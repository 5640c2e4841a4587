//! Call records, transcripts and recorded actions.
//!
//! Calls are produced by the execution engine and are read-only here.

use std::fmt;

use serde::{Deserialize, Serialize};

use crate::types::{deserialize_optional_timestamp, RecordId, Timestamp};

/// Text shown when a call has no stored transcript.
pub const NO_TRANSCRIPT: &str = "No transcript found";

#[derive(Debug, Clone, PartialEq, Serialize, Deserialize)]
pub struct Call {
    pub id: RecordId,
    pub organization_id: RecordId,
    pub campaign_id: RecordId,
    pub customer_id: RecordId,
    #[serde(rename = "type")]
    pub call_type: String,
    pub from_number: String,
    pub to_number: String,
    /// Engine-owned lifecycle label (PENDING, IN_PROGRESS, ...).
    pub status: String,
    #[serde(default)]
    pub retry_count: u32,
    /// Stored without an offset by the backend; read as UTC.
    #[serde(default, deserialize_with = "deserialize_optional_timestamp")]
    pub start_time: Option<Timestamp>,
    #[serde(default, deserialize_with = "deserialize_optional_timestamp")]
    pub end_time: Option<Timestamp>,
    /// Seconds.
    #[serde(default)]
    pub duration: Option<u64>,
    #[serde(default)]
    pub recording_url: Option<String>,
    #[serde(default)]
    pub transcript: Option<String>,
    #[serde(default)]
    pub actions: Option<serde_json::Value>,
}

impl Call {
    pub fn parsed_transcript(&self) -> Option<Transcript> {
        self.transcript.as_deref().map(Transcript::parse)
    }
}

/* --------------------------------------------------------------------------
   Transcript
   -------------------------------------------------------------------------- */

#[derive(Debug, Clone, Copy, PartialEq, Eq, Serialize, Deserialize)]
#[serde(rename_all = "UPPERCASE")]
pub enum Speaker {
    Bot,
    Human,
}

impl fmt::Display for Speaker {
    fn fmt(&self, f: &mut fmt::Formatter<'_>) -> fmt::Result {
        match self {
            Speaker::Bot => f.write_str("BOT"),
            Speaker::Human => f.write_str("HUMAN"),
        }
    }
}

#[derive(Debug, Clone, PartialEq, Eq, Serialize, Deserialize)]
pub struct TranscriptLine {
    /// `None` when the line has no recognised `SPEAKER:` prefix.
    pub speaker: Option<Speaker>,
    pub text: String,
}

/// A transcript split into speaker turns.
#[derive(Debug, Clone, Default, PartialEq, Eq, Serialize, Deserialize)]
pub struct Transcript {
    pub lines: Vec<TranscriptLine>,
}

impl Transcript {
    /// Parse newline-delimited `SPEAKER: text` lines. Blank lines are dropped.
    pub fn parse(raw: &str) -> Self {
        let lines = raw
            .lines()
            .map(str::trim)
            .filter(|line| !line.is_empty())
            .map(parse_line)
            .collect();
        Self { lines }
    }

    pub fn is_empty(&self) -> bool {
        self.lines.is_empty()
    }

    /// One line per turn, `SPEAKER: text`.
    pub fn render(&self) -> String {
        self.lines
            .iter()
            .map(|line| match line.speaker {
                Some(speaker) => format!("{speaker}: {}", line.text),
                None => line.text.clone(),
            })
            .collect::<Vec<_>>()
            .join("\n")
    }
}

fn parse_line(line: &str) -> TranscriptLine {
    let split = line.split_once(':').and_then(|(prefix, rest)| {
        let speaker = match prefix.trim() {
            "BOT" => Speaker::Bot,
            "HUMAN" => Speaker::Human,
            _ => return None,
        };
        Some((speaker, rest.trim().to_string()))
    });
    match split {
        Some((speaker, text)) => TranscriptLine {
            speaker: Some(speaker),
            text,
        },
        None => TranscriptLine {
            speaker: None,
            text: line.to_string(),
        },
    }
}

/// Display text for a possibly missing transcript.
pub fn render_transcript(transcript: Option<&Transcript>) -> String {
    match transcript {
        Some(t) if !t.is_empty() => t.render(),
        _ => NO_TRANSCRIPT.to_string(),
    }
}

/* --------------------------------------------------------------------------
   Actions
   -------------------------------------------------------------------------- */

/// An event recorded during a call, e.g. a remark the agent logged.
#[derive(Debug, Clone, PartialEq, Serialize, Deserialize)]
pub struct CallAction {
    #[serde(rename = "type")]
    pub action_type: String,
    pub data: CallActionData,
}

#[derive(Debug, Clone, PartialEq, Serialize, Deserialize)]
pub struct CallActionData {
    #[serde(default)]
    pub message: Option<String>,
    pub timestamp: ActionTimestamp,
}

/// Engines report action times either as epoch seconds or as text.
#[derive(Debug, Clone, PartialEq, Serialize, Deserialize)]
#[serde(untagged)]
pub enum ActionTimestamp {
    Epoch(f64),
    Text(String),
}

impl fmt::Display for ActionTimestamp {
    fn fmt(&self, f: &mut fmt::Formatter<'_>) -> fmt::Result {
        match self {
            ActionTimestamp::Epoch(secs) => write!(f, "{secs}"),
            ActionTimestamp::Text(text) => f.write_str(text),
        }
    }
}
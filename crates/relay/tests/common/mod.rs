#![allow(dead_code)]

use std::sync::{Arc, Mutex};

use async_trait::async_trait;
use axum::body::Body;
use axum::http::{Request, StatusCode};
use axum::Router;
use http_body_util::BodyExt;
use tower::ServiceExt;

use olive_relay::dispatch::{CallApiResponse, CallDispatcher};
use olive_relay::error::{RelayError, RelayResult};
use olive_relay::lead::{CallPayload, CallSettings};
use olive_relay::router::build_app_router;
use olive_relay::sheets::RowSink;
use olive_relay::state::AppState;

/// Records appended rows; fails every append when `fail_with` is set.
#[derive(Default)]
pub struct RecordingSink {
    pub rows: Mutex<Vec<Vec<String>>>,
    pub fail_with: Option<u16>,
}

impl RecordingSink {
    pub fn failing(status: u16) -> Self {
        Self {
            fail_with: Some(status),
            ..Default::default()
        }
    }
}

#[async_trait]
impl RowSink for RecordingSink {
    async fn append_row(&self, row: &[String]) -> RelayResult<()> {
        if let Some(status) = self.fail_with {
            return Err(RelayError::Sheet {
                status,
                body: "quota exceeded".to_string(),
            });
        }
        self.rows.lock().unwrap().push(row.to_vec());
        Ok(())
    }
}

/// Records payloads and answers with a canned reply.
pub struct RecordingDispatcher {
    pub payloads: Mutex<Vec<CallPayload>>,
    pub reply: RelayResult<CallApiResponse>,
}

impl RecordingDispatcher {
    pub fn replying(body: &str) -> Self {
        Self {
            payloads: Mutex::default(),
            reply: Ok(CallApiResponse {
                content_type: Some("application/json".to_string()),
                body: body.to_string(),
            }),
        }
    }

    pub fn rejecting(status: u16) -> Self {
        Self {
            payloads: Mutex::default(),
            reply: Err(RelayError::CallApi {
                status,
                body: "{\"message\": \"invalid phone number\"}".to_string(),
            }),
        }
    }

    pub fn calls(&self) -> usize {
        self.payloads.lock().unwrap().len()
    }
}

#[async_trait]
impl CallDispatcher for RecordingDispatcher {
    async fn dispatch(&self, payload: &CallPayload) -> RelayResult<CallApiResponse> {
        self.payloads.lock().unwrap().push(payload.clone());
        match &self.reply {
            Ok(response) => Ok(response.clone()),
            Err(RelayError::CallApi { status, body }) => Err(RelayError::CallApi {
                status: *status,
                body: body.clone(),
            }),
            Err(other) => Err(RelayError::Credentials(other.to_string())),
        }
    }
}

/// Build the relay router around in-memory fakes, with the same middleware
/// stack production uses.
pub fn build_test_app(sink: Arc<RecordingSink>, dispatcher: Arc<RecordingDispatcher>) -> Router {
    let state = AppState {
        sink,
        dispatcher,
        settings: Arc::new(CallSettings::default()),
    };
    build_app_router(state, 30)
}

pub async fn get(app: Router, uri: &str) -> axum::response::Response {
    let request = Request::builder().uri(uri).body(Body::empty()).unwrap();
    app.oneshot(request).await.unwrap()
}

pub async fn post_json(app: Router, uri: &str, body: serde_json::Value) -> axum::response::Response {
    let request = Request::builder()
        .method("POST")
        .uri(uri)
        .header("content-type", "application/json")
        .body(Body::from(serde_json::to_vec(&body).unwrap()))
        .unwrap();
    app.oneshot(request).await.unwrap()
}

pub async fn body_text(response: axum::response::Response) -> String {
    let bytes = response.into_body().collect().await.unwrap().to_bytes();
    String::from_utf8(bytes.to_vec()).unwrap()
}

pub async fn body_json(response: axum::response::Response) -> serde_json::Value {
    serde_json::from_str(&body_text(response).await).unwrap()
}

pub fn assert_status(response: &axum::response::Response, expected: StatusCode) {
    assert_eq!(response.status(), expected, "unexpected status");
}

▸ **Your instructions**: The lines above that hold the word "CallPayload" need counting; write the count and nothing more.

▸ **Task answer**: 3